• Data records
----
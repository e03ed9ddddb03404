// Licensed to the Apache Software Foundation (ASF) under one
// or more contributor license agreements.  See the NOTICE file
// distributed with this work for additional information
// regarding copyright ownership.  The ASF licenses this file
// to you under the Apache License, Version 2.0 (the
// "License"); you may not use this file except in compliance
// with the License.  You may obtain a copy of the License at
//
//   http://www.apache.org/licenses/LICENSE-2.0
//
// Unless required by applicable law or agreed to in writing,
// software distributed under the License is distributed on an
// "AS IS" BASIS, WITHOUT WARRANTIES OR CONDITIONS OF ANY
// KIND, either express or implied.  See the License for the
// specific language governing permissions and limitations
// under the License.

use super::*;
use alicred_aliyun::{
    Credential, DefaultCredentialProvider, EnvCredentialProvider, SharedCredentialProvider,
};
use alicred_core::{Error, ErrorKind, ProvideCredential};
use pretty_assertions::assert_eq;

/// Mock provider that tracks how many times it was called.
#[derive(Debug)]
struct CountingProvider {
    name: String,
    outcome: Outcome,
    call_count: Arc<Mutex<usize>>,
}

#[derive(Debug, Clone, Copy)]
enum Outcome {
    Credential,
    Absent,
    Fail,
}

impl CountingProvider {
    fn new(name: &str, outcome: Outcome) -> (SharedCredentialProvider, Arc<Mutex<usize>>) {
        let call_count = Arc::new(Mutex::new(0));
        let provider = Arc::new(Self {
            name: name.to_string(),
            outcome,
            call_count: call_count.clone(),
        });
        (provider, call_count)
    }
}

#[async_trait]
impl ProvideCredential for CountingProvider {
    type Credential = Credential;

    async fn provide_credential(&self, _ctx: &Context) -> Result<Option<Self::Credential>> {
        *self.call_count.lock().unwrap() += 1;

        match self.outcome {
            Outcome::Credential => Ok(Some(Credential::new(
                &format!("{}_key", self.name),
                &format!("{}_secret", self.name),
            ))),
            Outcome::Absent => Ok(None),
            Outcome::Fail => Err(Error::credential_invalid(format!("{} is broken", self.name))),
        }
    }
}

fn empty_chain() -> DefaultCredentialProvider {
    DefaultCredentialProvider::with_fallback(Vec::new())
}

#[tokio::test]
async fn test_chain_stops_at_first_success() {
    let ctx = create_test_context(MockHttpSend::new());
    let (p1, c1) = CountingProvider::new("provider1", Outcome::Absent);
    let (p2, c2) = CountingProvider::new("provider2", Outcome::Credential);
    let (p3, c3) = CountingProvider::new("provider3", Outcome::Credential);

    let chain = empty_chain();
    chain.add_credentials_provider(p1);
    chain.add_credentials_provider(p2);
    chain.add_credentials_provider(p3);

    let cred = chain.get_credentials(&ctx).await.expect("must succeed");
    assert_eq!(cred.access_key_id, "provider2_key");
    assert_eq!(*c1.lock().unwrap(), 1);
    assert_eq!(*c2.lock().unwrap(), 1);
    assert_eq!(*c3.lock().unwrap(), 0);
}

#[tokio::test]
async fn test_chain_error_aborts() {
    let ctx = create_test_context(MockHttpSend::new());
    let (p1, _) = CountingProvider::new("provider1", Outcome::Fail);
    let (p2, c2) = CountingProvider::new("provider2", Outcome::Credential);

    let chain = empty_chain();
    chain.add_credentials_provider(p1);
    chain.add_credentials_provider(p2);

    let err = chain
        .get_credentials(&ctx)
        .await
        .expect_err("first provider fails");
    assert_eq!(err.kind(), ErrorKind::CredentialInvalid);
    assert_eq!(err.message(), "provider1 is broken");
    assert_eq!(*c2.lock().unwrap(), 0);
}

#[tokio::test]
async fn test_chain_exhausted() {
    let ctx = create_test_context(MockHttpSend::new());
    let (p1, c1) = CountingProvider::new("provider1", Outcome::Absent);

    let chain = empty_chain();
    chain.add_credentials_provider(p1.clone());
    chain.add_credentials_provider(p1);

    let err = chain
        .get_credentials(&ctx)
        .await
        .expect_err("no provider has credential");
    assert_eq!(err.kind(), ErrorKind::CredentialNotFound);
    assert_eq!(err.message(), "not found credentials");
    assert_eq!(*c1.lock().unwrap(), 2);

    assert!(chain
        .provide_credential(&ctx)
        .await
        .expect("must succeed")
        .is_none());
}

#[tokio::test]
async fn test_chain_fallback_after_user_providers() {
    let envs = HashMap::from([
        (
            "ALIBABA_CLOUD_ACCESS_KEY_ID".to_string(),
            "env_ak".to_string(),
        ),
        (
            "ALIBABA_CLOUD_ACCESS_KEY_SECRET".to_string(),
            "env_sk".to_string(),
        ),
    ]);
    let ctx = create_test_context_with_env(MockHttpSend::new(), envs);

    let chain = DefaultCredentialProvider::with_fallback(vec![Arc::new(EnvCredentialProvider::new())]);
    let (p1, c1) = CountingProvider::new("provider1", Outcome::Absent);
    chain.add_credentials_provider(p1.clone());

    let cred = chain.get_credentials(&ctx).await.expect("must succeed");
    assert_eq!(cred.access_key_id, "env_ak");
    assert_eq!(*c1.lock().unwrap(), 1);

    assert!(chain.remove_credentials_provider(&p1));
    chain.get_credentials(&ctx).await.expect("must succeed");
    assert_eq!(*c1.lock().unwrap(), 1);
}

#[tokio::test]
async fn test_default_chain_env_error_propagates() {
    let envs = HashMap::from([
        ("ALIBABA_CLOUD_ACCESS_KEY_ID".to_string(), "".to_string()),
        (
            "ALIBABA_CLOUD_ACCESS_KEY_SECRET".to_string(),
            "env_sk".to_string(),
        ),
    ]);
    let ctx = create_test_context_with_env(MockHttpSend::new(), envs);

    let err = DefaultCredentialProvider::new()
        .get_credentials(&ctx)
        .await
        .expect_err("empty access key id is invalid");
    assert_eq!(err.kind(), ErrorKind::ConfigInvalid);
}

#[tokio::test]
async fn test_default_chain_composes() {
    let ctx = create_test_context(MockHttpSend::new());
    let (p1, _) = CountingProvider::new("inner", Outcome::Credential);

    let inner = empty_chain();
    inner.add_credentials_provider(p1);
    let outer = empty_chain();
    outer.add_credentials_provider(Arc::new(inner));

    let cred = outer.get_credentials(&ctx).await.expect("must succeed");
    assert_eq!(cred.access_key_id, "inner_key");
}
----
• Problem to solve
The lines above that hold the word "distributed" are the ones to copy.

• Task result
// distributed with this work for additional information
// software distributed under the License is distributed on an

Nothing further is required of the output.